The paper goes on to note the possible effect on life (science fiction writers take note):
It is reasonable to speculate that if life were to exist on planets around α Cen B, that they may develop two circadian rhythms (cf Breus et al. 1995) corresponding to both the length of day around the primary, and the period of the secondary’s orbit (approx 70 years). Altering the available habitat by a few percent may also inﬂuence migration patterns and population evolution.
Small changes over time, though, can lead to big results, as Forgan goes on to remind us:
While we have demonstrated that the temperature ﬂuctuations for planets around α Cen B due to α Cen A are relatively small, the consequences of a periodic temperature forcing of a few K to long term climate evolution cannot be fully understood from this work. To fully appreciate the impact on (for example) ocean circulation and carbonate-silicate cycles requires further investigation with more advanced climate models.

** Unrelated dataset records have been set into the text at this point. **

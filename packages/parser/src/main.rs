//! CLI entry point for the guidelines parser.

use tracing_subscriber::EnvFilter;
use ussg_parser::cli;

fn main() {
    // Initialize tracing with WARN level by default, respecting RUST_LOG
    tracing_subscriber::fmt()
        .with_env_filter(
            EnvFilter::try_from_default_env().unwrap_or_else(|_| EnvFilter::new("warn")),
        )
        .with_target(false)
        .init();

    if let Err(e) = cli::run() {
        eprintln!("Error: {e}");
        std::process::exit(1);
    }
}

Simulations and Their Limitations
The paper analyzes the results of the simulation for different classes of planets, from fully habitable worlds to uninhabitable hot planets, uninhabitable snowball planets, and two other classes — eccentric transient planets and binary transient planets — that are both partially habitable, with the habitability oscillating according to either the planet’s orbit around Centauri B (eccentric transients) or the period of Centauri A (binary transients). Forgan is careful to comment on the limitations of the LEBM model, which is not sensitive to long-term climate processes, and he notes that adding clouds and a carbonate-silicate cycle into the mix would potentially extend the outer edge of the habitable zone. Another limitation: The model is not sensitive to planets with extremely slow rotations.

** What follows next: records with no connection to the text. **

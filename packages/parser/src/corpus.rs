//! Page corpus access.
//!
//! The corpus is an ordered set of fixed-size documents addressed by 1-indexed
//! ids. PDF text extraction is delegated to `pdf-extract`; this module only
//! locates documents and normalizes their page text.

use std::collections::{BTreeMap, BTreeSet};
use std::fs;
use std::path::{Path, PathBuf};
use std::sync::LazyLock;

use regex::Regex;

use crate::config::{pdf_file_name, pdf_reference, PDF_FILE_STEM};
use crate::error::{ParserError, Result};
use crate::text::normalize_page_text;

/// One page of a document.
#[derive(Debug, Clone, Default, PartialEq)]
pub struct Page {
    /// Extracted text; `None` when the page has no text layer.
    pub text: Option<String>,
}

impl Page {
    pub fn from_text(text: impl Into<String>) -> Self {
        Self {
            text: Some(text.into()),
        }
    }

    /// Page text, empty when the page has none.
    #[must_use]
    pub fn text_or_empty(&self) -> &str {
        self.text.as_deref().unwrap_or("")
    }
}

/// A loaded document.
#[derive(Debug, Clone, Default, PartialEq)]
pub struct Document {
    pub id: u32,
    pub pages: Vec<Page>,
}

impl Document {
    #[must_use]
    pub fn page_count(&self) -> usize {
        self.pages.len()
    }
}

/// Ordered, read-only source of document pages.
pub trait PageCorpus {
    /// All document ids in reading order.
    fn document_ids(&self) -> Vec<u32>;

    /// Load one document. Missing or unreadable documents are errors the
    /// caller is expected to log and skip.
    fn load(&self, doc: u32) -> Result<Document>;

    /// Reference recorded in the output for a document.
    fn reference(&self, doc: u32) -> String {
        format!("document {doc}")
    }
}

/// File name pattern of corpus documents: `GLMFull <n>.pdf`.
#[allow(clippy::expect_used)] // Static regex that is guaranteed to be valid
static PDF_NAME_PATTERN: LazyLock<Regex> = LazyLock::new(|| {
    Regex::new(&format!(r"^{PDF_FILE_STEM} (\d+)\.pdf$")).expect("valid regex")
});

/// Directory of `GLMFull <n>.pdf` files.
#[derive(Debug, Clone)]
pub struct PdfCorpus {
    dir: PathBuf,
}

impl PdfCorpus {
    pub fn new(dir: impl Into<PathBuf>) -> Self {
        Self { dir: dir.into() }
    }

    #[must_use]
    pub fn dir(&self) -> &Path {
        &self.dir
    }

    fn path_for(&self, doc: u32) -> PathBuf {
        self.dir.join(pdf_file_name(doc))
    }
}

impl PageCorpus for PdfCorpus {
    fn document_ids(&self) -> Vec<u32> {
        let entries = match fs::read_dir(&self.dir) {
            Ok(entries) => entries,
            Err(e) => {
                tracing::warn!(dir = %self.dir.display(), error = %e, "cannot list corpus directory");
                return Vec::new();
            }
        };

        let ids: BTreeSet<u32> = entries
            .filter_map(|entry| entry.ok())
            .filter_map(|entry| {
                let name = entry.file_name();
                let name = name.to_str()?;
                PDF_NAME_PATTERN
                    .captures(name)
                    .and_then(|caps| caps.get(1))
                    .and_then(|m| m.as_str().parse().ok())
            })
            .collect();

        ids.into_iter().collect()
    }

    fn load(&self, doc: u32) -> Result<Document> {
        let path = self.path_for(doc);
        if !path.is_file() {
            return Err(ParserError::DocumentMissing { doc });
        }

        let bytes = fs::read(&path)?;
        // pdf_extract can panic on malformed PDFs
        let extracted = std::panic::catch_unwind(|| {
            pdf_extract::extract_text_from_mem_by_pages(&bytes)
        });
        let page_texts = match extracted {
            Ok(Ok(pages)) => pages,
            Ok(Err(e)) => {
                return Err(ParserError::DocumentRead {
                    doc,
                    message: e.to_string(),
                })
            }
            Err(_) => {
                return Err(ParserError::DocumentRead {
                    doc,
                    message: "PDF extraction panicked (malformed PDF)".to_string(),
                })
            }
        };

        let pages = page_texts
            .into_iter()
            .map(|text| Page::from_text(normalize_page_text(&text)))
            .collect();

        Ok(Document { id: doc, pages })
    }

    fn reference(&self, doc: u32) -> String {
        pdf_reference(doc)
    }
}

/// In-memory corpus of already extracted pages.
///
/// Documents are numbered from 1 in insertion order, skipping ids marked
/// unreadable.
#[derive(Debug, Clone, Default)]
pub struct MemoryCorpus {
    documents: BTreeMap<u32, Vec<Page>>,
    unreadable: BTreeSet<u32>,
}

impl MemoryCorpus {
    #[must_use]
    pub fn new() -> Self {
        Self::default()
    }

    /// Append a document made of the given page texts.
    #[must_use]
    pub fn with_document<S: AsRef<str>>(mut self, pages: &[S]) -> Self {
        let id = self
            .documents
            .keys()
            .chain(self.unreadable.iter())
            .max()
            .map_or(1, |last| last + 1);
        let pages = pages
            .iter()
            .map(|text| Page::from_text(normalize_page_text(text.as_ref())))
            .collect();
        self.documents.insert(id, pages);
        self
    }

    /// Mark a document id as present but unreadable.
    #[must_use]
    pub fn with_unreadable(mut self, doc: u32) -> Self {
        self.unreadable.insert(doc);
        self
    }
}

impl PageCorpus for MemoryCorpus {
    fn document_ids(&self) -> Vec<u32> {
        self.documents
            .keys()
            .chain(self.unreadable.iter())
            .copied()
            .collect::<BTreeSet<_>>()
            .into_iter()
            .collect()
    }

    fn load(&self, doc: u32) -> Result<Document> {
        if self.unreadable.contains(&doc) {
            return Err(ParserError::DocumentRead {
                doc,
                message: "unreadable document".to_string(),
            });
        }
        self.documents
            .get(&doc)
            .map(|pages| Document {
                id: doc,
                pages: pages.clone(),
            })
            .ok_or(ParserError::DocumentMissing { doc })
    }

    fn reference(&self, doc: u32) -> String {
        pdf_reference(doc)
    }
}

Nevertheless, previous work with such modeling has shown its effectiveness, and the picture of the potential Centauri B system that emerges is one in which habitable worlds could well flourish. On the latter score, one other note:
The inner edge of the habitable zone is less well-deﬁned than the outer edge – atmospheric changes could allow liquid water above 373 K, and the runaway greenhouse effect may become important at temperatures nearer 350 K (Spiegel et al. 2008 and references within). In any case, the outer edge is likely to be more interesting from an astrobiological standpoint, as current and future instrumentation will be more capable of prob[ing] spectral features of planets at larger semi-major axes (see e.g. Kaltenegger & Selsis 2010).
What’s needed now, of course, are radial velocity results from the ongoing studies of Alpha Centauri, which will begin to tell us whether or not rocky terrestrial worlds actually exist there. This is tricky work — radial velocity methods are much happier with huge gas giants in close orbits than with small rocky planets, which demand a much longer analysis. The paper is Forgan, “Oscillations in the Habitable Zone around Alpha Centauri B,” accepted for publication in Monthly Notices of the Royal Astronomical Society (preprint) and highly recommended to anyone with an interest in planets around our nearest stellar system.